我实在感到生活无味,从这女人身上我获得不到一点灵魂滋润的露水,而我却正渴望这东西。虽然从客观上我对她无所责备,因为她所能和所有的仅止于如此,她是一个一般小市民式的女人啊!但我的心理和生理上却不能够没有这过额的要求啊!男人总是要求于女人温存,体贴,忍耐……多些,更多些,而如今的女人要求于男人的“义务”却也多些,更多些!她们甚至懒惰得要完全骑在男人的身上。她们忽略社会历史的进程,以及自己的义务和能力,不愿尽义务,尽愿享权利。

人底本质自私的要求全是一样的啊。

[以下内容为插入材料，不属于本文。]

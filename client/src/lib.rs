//! Client side of DocChat document uploads.
//!
//! [`controller::UploadController`] owns the list of tracked files. Each new
//! file is validated, then [`driver::UploadDriver`] takes it through the
//! pipeline while the controller persists every change through
//! [`store::SessionStore`]. [`poller::StatusPoller`] follows documents the
//! backend is still processing, and [`reconcile`] adopts a previous session
//! when a new process starts.

pub mod api;
pub mod controller;
pub mod driver;
pub mod error;
pub mod poller;
pub mod reconcile;
pub mod render;
pub mod store;
pub mod validate;

#[cfg(test)]
mod testing;

pub use api::{DocumentBackend, HttpBackend};
pub use controller::{UploadConfig, UploadController};
pub use error::{ClientError, ClientResult};
pub use store::{FileStore, MemoryStore, SessionStore};
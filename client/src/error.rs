use thiserror::Error;

#[derive(Debug, Error)]
pub enum ClientError {
    #[error("reqwest error: {0}")]
    ReqwestError(String),
    #[error("bad status code {code}: {body}")]
    BadStatusCode { code: u16, body: String },
    #[error("json decode error: {0}")]
    JsonDecodeError(String),
    /// The backend answered with `success: false`.
    #[error("{0}")]
    Api(String),
    /// The backend answered `success: true` without the expected payload.
    #[error("bad response: {0}")]
    BadResponse(String),
    #[error("I/O error: {0}")]
    Io(#[from] std::io::Error),
}

impl From<reqwest::Error> for ClientError {
    fn from(value: reqwest::Error) -> Self {
        Self::ReqwestError(value.to_string())
    }
}

impl From<serde_json::Error> for ClientError {
    fn from(value: serde_json::Error) -> Self {
        Self::JsonDecodeError(value.to_string())
    }
}

pub type ClientResult<T> = Result<T, ClientError>;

只是谁战胜谁,什么战胜什么?所谓自觉的服务是不容易的。

二月二十五日 星期日

虽然是星期日,却毫无乐趣,生活在这里,简直是生活在无味的小客栈里,一切只是等待消磨旅程的日子!

昨天散步在花园里,艾青让我到他那里坐,虽然我不愿理他,但为了表示自己的“宽大”,终于忍耐地去坐了一刻。

昨天晚饭,我看见那些“千部”仍挑拣馒头,使我很愤怒,这类人连一点人情事理全不懂,做工作会不犯错误?这真是天晓得。